I still don’t see where that is mentioned in the release notes Release v0.11.10 · pixelfed/pixelfed · GitHub
edit: dansup 🚀: "🚨 Pixelfed admins: please update ASAP to v0.11.11…" - Mastodon

It’s very likely to break. Don’t do that please

justdaj · February 10, 2024, 4:09pm

I still don’t see where that is mentioned in the release notes Release v0.11.10

Release v0.11.11 came out earlier today with the critical update

justdaj · February 19, 2024, 11:52am

Version 0.11.12 has been out for a few days, with important security fixes

orhtej2 · February 19, 2024, 12:24pm

There’s an autoupdater running for Pixelfed already, no need to announce every release!

justdaj · February 19, 2024, 12:36pm

Ok, thanks. I thought I was helping. Another version of PF coming today by the looks of it.

I will go check if a mastodon update is in the Yunohost update mix as 2.7 is out with another security fix. Must be challenging keeping up!

Lapineige · February 19, 2024, 4:59pm

As said above, and in other topics, and quite often these days on similar topics for other apps (which starts to be a bit tiring, honestly):

we are aware of any new release
the package will have a new branch available for testing without 24h after each new release, it’s automated
asking for an update (or a quicker one), or simply notifying us of a new release, don’t help progressing in packaging the update, but gives us more work to handle.
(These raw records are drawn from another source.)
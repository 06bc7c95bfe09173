//! CPU core trait.

use crate::{Bus, CycleBudget};

/// Logical state of an input line.
#[derive(Debug, Clone, Copy, PartialEq, Eq)]
#[cfg_attr(feature = "serde", derive(serde::Serialize, serde::Deserialize))]
pub enum LineState {
    /// The line is requesting service.
    Asserted,
    /// The line is idle.
    Cleared,
}

impl LineState {
    /// True when asserted.
    #[must_use]
    pub const fn is_asserted(self) -> bool {
        matches!(self, Self::Asserted)
    }
}

impl From<bool> for LineState {
    fn from(asserted: bool) -> Self {
        if asserted { Self::Asserted } else { Self::Cleared }
    }
}

/// An interpreter core.
///
/// The bus is passed in, not owned, so the host keeps full control of the
/// memory map between runs. All timing flows through the budget handed to
/// [`Cpu::run`]: the core executes whole steps until the budget is
/// exhausted and never stops in the middle of one.
pub trait Cpu {
    /// The type used for register inspection.
    type Registers;

    /// Execute steps until `budget` is exhausted.
    fn run<B: Bus>(&mut self, bus: &mut B, budget: &mut CycleBudget);

    /// Reset to the power-on state. Cores that fetch their start address
    /// from memory do so through `bus`.
    fn reset<B: Bus>(&mut self, bus: &mut B);

    /// Drive an interrupt or control input line.
    fn set_input_line(&mut self, line: u8, state: LineState);

    /// Returns the current program counter.
    fn pc(&self) -> u32;

    /// Returns a snapshot of all registers for inspection.
    fn registers(&self) -> Self::Registers;

    /// Human-readable rendering of the status flags.
    fn flags_string(&self) -> String;
}
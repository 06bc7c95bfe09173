//! Core traits and types shared by the interpreter cores.
//!
//! A core owns its registers and nothing else. Memory lives behind [`Bus`],
//! time is metered through [`CycleBudget`], and every piece of architectural
//! state is reachable through [`Observable`].

mod budget;
mod bus;
mod cpu;
mod dispatch;
mod observable;

pub use budget::CycleBudget;
pub use bus::{AddressSpace, Bus, MemoryBus};
pub use cpu::{Cpu, LineState};
pub use dispatch::{OpcodeEntry, OpcodeTable};
pub use observable::{Observable, StateError, Value};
If you want to help, you can either test the new release while it’s still not published (Upgrade to v0.11.12 (including a security fix) by yunohost-bot · Pull Request #249 · YunoHost-Apps/pixelfed_ynh · GitHub right now) and report the result (and be aware it’s not guaranteed to work until enough people tried and sent some feedback) ; or you can simply publish an announcement in the forum for the end users (and contributors to the packaging) to tell them that there is a security patch that will come so they are aware that they need to update as soon as it’s available.

Packaging updates depends on volunteers time and energy, and you can be one of them without the need to be tech-savy (feel free to ask for guidance ).

system · March 20, 2024, 4:59pm

This topic was automatically closed 30 days after the last reply. New replies are no longer allowed.